(LISTED ENTRIES)
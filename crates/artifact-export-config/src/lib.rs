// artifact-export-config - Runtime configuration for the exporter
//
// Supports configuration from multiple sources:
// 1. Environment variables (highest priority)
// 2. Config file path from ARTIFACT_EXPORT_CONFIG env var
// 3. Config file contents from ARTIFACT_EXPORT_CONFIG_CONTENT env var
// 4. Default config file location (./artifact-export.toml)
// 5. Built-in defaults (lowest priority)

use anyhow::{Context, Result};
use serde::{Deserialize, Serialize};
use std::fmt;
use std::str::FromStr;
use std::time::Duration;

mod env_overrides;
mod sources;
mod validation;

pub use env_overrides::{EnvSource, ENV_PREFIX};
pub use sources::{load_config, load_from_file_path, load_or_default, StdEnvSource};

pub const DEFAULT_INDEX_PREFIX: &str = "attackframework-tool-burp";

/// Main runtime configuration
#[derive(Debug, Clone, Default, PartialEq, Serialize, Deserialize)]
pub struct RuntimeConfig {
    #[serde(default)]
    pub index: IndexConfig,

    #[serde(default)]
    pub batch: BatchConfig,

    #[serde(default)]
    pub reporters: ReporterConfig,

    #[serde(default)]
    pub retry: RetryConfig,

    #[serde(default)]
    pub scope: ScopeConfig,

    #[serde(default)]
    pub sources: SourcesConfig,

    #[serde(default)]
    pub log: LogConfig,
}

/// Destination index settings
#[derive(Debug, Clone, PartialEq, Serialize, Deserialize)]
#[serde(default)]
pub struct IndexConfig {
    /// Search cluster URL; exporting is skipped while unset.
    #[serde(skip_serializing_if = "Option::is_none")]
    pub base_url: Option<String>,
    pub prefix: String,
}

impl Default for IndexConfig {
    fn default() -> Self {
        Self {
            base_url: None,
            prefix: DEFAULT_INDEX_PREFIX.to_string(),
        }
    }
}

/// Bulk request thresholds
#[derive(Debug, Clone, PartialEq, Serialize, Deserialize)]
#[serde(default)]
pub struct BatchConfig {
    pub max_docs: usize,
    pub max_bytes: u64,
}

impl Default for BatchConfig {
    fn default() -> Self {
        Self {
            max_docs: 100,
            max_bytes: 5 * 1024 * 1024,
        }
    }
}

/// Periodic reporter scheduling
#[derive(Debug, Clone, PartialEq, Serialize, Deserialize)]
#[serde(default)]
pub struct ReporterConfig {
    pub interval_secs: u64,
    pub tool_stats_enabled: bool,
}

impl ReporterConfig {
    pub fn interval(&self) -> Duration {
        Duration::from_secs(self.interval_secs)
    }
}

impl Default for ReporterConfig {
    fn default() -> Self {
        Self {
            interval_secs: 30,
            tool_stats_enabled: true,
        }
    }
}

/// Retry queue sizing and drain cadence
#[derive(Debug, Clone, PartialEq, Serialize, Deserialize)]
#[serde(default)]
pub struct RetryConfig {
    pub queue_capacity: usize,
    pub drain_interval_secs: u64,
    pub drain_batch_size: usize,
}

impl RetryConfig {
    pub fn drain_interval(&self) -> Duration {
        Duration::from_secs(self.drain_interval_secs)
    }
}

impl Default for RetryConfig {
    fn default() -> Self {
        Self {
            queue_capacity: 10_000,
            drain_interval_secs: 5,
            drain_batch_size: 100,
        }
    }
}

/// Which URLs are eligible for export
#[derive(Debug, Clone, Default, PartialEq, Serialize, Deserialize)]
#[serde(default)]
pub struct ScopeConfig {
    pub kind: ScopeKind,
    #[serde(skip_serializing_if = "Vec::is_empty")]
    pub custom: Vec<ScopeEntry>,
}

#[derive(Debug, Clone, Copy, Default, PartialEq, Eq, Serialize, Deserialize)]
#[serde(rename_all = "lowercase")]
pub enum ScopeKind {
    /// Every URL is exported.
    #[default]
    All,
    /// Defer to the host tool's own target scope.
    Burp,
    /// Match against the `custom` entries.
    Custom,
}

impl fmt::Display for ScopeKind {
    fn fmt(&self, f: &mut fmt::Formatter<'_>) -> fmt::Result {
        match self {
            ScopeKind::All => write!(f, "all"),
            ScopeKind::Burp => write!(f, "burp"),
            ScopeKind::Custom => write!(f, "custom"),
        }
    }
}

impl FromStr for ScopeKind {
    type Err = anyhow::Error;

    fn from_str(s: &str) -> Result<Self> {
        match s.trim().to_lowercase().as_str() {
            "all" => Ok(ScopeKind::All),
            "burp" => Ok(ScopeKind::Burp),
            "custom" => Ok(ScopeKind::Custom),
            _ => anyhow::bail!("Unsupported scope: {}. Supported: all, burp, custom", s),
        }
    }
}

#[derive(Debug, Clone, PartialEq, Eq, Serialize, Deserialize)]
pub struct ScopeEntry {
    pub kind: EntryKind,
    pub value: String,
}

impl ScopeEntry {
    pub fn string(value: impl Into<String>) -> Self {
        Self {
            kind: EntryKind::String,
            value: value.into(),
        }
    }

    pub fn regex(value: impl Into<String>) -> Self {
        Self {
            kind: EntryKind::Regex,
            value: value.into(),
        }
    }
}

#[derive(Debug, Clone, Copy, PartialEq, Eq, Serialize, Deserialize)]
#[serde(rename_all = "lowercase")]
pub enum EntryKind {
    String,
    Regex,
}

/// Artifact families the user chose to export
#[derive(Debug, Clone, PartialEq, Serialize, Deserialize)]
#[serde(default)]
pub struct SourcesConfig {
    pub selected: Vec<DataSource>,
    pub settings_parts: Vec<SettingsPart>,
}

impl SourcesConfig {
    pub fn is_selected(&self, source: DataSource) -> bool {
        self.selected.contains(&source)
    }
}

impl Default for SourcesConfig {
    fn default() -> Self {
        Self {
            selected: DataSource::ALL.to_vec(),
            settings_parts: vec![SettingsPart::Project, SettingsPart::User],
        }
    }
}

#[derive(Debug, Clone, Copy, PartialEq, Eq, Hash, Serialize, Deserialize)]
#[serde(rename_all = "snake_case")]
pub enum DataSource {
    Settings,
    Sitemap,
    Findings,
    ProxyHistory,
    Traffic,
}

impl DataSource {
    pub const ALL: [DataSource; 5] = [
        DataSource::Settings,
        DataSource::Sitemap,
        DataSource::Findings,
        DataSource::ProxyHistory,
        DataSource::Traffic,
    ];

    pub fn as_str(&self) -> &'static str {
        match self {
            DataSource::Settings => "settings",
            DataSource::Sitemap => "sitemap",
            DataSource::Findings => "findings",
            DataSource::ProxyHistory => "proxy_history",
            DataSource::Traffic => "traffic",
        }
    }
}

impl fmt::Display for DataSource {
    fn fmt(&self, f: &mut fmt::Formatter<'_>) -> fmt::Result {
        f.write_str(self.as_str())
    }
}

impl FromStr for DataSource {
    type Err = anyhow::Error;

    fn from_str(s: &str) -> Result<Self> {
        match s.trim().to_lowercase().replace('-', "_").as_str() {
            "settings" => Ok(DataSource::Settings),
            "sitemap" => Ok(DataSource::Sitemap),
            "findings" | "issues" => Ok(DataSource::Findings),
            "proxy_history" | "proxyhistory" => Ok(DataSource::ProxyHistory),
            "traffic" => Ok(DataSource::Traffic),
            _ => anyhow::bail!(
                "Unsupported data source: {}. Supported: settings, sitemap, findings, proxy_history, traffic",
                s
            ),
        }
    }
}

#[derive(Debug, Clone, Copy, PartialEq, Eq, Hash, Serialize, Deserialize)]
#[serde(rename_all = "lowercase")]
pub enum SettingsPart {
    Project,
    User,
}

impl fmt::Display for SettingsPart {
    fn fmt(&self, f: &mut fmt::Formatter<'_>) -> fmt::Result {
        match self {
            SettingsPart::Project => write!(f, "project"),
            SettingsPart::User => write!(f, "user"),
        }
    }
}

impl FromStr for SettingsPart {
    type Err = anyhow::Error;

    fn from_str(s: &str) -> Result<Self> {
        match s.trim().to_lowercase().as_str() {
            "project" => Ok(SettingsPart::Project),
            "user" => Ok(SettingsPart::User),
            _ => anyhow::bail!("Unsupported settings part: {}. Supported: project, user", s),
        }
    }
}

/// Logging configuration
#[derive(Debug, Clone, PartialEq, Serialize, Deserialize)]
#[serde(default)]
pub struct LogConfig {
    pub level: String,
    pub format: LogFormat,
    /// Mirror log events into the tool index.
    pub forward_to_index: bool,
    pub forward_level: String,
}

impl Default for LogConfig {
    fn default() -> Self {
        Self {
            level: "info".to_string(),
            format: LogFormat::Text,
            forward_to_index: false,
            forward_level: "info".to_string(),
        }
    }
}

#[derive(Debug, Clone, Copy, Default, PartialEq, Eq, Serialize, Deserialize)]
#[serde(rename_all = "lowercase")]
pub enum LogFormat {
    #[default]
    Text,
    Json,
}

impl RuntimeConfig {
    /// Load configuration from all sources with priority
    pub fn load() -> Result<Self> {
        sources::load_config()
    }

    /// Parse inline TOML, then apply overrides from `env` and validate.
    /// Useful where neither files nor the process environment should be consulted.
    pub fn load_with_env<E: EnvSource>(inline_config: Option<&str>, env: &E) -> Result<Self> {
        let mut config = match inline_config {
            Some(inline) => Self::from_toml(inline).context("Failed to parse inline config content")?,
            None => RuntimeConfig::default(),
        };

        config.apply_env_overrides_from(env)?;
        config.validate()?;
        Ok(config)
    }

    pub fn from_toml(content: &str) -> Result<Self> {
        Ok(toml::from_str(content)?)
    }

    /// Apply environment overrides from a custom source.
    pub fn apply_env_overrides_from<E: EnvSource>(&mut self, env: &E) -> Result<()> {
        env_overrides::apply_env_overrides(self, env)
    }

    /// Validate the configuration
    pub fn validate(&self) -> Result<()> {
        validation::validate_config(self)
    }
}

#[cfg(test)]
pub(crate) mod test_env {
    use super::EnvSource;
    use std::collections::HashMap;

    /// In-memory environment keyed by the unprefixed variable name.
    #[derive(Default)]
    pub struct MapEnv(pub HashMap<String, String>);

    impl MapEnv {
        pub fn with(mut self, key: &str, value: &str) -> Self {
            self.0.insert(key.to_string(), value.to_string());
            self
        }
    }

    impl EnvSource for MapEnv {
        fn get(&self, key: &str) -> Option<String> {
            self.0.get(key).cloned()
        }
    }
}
(End LISTED ENTRIES)
(LISTED ENTRIES)
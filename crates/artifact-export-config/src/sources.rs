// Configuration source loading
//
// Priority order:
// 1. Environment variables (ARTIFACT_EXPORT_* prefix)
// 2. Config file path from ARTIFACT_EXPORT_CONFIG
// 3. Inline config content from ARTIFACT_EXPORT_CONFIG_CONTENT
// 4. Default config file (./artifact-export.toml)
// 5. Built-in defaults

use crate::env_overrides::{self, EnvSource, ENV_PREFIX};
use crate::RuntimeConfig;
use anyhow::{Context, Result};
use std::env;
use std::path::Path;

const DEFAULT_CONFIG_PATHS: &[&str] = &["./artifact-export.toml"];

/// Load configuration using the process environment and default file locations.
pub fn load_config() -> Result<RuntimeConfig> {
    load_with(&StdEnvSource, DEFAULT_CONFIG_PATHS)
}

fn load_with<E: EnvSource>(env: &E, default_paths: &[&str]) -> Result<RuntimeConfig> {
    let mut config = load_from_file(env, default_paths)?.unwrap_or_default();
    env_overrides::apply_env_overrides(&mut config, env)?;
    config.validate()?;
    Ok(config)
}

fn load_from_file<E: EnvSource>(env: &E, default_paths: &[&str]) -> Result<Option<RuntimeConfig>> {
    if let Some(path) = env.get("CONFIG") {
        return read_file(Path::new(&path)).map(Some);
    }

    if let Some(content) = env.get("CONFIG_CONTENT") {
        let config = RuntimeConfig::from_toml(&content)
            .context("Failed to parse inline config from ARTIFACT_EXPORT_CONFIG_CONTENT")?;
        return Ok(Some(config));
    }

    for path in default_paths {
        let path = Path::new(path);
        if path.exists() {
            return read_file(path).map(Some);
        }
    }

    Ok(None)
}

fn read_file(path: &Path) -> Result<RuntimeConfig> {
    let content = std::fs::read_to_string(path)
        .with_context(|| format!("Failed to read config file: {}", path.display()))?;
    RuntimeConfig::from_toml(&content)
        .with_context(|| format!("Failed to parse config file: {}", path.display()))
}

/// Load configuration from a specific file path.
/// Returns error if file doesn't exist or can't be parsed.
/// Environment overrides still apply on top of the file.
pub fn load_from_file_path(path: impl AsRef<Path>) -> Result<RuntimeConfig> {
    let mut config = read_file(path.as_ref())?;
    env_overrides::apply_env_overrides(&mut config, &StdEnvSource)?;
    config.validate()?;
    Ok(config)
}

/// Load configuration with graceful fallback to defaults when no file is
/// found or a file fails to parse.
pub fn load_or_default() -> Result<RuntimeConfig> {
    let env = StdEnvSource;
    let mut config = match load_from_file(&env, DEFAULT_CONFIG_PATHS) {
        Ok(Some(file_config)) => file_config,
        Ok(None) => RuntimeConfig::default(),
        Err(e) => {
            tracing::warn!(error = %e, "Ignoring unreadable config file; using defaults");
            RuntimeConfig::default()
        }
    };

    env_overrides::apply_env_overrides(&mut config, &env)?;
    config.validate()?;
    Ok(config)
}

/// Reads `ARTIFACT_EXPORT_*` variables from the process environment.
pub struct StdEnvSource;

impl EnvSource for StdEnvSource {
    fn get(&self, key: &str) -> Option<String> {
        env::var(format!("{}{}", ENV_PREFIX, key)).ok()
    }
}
(End LISTED ENTRIES)
What is needed is each line of the entries that contains the word "ProxyHistory".

_OUTPUT:_
    ProxyHistory,
        DataSource::ProxyHistory,
            DataSource::ProxyHistory => "proxy_history",
            "proxy_history" | "proxyhistory" => Ok(DataSource::ProxyHistory),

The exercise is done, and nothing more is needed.